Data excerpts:
'''

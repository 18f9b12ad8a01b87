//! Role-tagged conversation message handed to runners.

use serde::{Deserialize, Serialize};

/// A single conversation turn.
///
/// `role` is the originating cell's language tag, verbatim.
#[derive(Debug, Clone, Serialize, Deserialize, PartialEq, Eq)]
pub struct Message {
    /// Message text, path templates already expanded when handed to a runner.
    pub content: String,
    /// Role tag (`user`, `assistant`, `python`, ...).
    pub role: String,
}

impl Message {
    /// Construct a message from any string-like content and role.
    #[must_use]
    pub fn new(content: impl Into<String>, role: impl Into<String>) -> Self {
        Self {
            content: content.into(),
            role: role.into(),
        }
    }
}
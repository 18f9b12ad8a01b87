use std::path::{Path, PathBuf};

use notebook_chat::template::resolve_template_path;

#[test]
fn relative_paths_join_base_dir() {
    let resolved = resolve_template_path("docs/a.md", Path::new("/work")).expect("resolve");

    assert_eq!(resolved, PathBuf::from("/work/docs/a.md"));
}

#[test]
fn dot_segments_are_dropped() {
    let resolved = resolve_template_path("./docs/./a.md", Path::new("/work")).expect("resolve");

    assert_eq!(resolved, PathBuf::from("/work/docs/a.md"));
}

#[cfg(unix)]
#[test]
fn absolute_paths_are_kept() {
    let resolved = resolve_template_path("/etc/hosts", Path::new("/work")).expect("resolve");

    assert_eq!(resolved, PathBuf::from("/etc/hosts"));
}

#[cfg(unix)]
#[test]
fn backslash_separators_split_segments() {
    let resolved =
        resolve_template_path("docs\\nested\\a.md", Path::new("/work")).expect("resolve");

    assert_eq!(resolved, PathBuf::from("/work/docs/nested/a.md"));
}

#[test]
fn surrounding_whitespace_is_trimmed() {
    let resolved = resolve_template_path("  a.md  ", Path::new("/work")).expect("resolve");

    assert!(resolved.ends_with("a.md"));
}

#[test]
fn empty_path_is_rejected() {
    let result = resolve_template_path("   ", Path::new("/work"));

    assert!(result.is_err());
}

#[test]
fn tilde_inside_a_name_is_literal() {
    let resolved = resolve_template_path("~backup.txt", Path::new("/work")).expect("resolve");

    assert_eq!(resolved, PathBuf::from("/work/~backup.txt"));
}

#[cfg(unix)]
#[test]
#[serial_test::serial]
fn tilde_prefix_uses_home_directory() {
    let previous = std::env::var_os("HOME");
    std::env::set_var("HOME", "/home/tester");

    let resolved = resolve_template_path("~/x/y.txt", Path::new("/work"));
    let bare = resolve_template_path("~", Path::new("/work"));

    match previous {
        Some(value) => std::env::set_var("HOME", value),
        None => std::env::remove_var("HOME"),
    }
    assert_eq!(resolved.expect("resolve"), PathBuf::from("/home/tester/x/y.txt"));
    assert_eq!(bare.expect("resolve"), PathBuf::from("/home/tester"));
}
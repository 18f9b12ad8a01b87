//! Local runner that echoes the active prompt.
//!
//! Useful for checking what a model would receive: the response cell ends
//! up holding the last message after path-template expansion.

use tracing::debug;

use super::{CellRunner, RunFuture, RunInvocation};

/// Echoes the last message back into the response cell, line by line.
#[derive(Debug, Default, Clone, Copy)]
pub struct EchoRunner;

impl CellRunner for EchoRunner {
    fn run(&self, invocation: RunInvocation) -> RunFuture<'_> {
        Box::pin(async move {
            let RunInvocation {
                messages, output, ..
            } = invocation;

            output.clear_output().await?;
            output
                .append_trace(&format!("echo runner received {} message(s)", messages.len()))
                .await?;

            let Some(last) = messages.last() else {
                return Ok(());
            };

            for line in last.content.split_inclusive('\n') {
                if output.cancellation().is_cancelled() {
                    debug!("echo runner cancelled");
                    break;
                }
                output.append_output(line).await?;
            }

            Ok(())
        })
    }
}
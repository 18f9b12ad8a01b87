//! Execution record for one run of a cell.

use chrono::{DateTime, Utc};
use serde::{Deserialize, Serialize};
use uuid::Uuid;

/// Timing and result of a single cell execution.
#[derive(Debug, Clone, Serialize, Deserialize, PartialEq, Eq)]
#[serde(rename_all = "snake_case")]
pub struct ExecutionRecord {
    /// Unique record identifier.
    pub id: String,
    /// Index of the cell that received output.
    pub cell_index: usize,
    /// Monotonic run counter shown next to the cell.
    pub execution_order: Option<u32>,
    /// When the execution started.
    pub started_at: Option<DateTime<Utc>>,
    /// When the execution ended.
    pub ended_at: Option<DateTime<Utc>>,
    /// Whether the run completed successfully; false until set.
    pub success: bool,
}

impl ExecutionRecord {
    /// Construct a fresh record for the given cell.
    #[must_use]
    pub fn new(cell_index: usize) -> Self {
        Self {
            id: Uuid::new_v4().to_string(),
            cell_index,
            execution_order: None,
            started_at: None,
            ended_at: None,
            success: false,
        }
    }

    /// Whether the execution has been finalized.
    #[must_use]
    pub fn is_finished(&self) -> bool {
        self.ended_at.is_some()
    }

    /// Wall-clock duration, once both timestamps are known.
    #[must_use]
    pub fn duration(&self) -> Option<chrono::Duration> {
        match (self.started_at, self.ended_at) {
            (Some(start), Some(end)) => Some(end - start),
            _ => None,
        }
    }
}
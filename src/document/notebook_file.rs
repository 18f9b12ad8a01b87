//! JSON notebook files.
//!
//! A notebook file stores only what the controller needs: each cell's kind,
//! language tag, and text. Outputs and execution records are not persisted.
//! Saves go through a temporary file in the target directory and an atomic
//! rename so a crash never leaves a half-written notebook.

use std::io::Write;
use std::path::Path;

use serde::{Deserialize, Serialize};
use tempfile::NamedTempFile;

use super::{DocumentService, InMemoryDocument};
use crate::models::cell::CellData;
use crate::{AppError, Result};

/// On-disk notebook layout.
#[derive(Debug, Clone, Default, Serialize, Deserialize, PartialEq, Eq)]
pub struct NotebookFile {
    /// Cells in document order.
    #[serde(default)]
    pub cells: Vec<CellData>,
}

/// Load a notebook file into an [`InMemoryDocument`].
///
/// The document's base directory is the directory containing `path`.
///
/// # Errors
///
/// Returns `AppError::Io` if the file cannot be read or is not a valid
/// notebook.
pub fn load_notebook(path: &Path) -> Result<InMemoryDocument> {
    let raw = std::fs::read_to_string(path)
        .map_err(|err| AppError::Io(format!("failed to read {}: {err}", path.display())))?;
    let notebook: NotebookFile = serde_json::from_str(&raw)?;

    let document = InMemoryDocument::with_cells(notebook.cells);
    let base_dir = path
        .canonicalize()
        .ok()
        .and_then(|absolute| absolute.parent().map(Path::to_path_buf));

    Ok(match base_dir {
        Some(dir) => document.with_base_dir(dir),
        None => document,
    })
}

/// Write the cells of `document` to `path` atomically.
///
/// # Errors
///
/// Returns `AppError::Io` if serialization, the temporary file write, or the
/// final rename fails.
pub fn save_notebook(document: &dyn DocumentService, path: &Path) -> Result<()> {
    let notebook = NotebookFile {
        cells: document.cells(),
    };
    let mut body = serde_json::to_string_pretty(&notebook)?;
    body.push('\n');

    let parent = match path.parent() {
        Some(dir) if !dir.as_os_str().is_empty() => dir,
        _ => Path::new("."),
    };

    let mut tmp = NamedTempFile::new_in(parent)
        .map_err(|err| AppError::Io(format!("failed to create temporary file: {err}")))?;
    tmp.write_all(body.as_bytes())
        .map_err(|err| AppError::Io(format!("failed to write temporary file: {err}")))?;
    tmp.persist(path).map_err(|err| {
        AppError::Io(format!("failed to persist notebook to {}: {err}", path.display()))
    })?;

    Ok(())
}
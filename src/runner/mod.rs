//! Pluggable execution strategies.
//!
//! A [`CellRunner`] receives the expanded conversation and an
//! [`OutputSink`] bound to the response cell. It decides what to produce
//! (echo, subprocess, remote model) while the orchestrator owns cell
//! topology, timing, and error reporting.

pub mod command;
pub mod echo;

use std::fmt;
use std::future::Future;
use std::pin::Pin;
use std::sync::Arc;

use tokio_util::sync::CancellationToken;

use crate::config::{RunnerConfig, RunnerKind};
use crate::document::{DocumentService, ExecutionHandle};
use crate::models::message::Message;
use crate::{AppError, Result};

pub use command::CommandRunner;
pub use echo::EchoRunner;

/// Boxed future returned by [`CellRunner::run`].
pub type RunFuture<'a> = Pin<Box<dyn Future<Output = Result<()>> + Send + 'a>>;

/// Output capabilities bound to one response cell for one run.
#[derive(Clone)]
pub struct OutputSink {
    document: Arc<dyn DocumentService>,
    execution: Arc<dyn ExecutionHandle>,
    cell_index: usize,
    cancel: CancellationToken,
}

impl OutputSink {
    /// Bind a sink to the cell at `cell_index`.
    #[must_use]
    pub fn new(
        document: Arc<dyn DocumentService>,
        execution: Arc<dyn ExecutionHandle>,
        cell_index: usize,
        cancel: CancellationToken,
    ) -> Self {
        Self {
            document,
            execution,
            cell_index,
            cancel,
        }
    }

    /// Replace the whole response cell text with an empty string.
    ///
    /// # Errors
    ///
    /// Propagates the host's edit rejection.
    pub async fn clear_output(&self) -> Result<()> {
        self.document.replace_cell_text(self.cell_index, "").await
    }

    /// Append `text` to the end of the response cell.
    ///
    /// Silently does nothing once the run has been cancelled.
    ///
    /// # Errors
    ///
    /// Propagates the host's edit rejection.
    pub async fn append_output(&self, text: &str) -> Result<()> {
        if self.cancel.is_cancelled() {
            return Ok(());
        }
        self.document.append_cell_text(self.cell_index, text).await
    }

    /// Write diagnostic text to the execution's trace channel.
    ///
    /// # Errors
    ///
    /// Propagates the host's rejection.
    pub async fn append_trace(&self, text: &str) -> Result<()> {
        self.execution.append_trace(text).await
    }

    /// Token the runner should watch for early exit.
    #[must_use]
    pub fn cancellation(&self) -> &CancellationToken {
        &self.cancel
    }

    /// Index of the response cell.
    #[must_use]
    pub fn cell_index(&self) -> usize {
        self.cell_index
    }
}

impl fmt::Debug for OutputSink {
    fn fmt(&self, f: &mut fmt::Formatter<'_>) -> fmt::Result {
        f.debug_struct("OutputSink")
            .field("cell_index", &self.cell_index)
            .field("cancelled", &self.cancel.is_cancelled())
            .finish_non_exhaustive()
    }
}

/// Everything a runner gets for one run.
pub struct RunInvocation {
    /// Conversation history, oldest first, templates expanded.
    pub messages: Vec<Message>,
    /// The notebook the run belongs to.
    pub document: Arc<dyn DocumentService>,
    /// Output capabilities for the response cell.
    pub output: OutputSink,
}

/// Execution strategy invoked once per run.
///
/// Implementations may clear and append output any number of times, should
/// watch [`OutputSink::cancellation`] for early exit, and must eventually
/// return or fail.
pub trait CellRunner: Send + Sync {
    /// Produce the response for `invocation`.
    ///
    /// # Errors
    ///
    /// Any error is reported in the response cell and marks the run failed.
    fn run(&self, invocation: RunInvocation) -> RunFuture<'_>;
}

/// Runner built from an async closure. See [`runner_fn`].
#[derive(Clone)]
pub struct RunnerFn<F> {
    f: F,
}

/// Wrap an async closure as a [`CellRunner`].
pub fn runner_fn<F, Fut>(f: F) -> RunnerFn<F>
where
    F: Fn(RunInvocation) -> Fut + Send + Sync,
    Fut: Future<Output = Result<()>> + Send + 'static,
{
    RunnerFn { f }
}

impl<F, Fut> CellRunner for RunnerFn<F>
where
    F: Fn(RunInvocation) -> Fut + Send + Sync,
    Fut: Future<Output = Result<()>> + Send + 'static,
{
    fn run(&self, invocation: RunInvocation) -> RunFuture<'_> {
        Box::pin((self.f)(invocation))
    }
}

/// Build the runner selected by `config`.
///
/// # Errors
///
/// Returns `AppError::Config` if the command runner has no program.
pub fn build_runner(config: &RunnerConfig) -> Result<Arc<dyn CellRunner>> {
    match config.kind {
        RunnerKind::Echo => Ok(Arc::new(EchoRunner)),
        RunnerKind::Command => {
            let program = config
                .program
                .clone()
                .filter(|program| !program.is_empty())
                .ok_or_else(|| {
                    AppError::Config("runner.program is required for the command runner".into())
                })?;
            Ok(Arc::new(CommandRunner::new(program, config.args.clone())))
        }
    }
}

'''

--- PROBLEM TO WORK ON ---
The lines from the first of the entries through the line holding "pub struct Message" are to be restated word for word, and no others.

--- WRITTEN REPLY ---
repository 18f9b12ad8a01b87
//! Role-tagged conversation message handed to runners.

use serde::{Deserialize, Serialize};

/// A single conversation turn.
///
/// `role` is the originating cell's language tag, verbatim.
#[derive(Debug, Clone, Serialize, Deserialize, PartialEq, Eq)]
pub struct Message {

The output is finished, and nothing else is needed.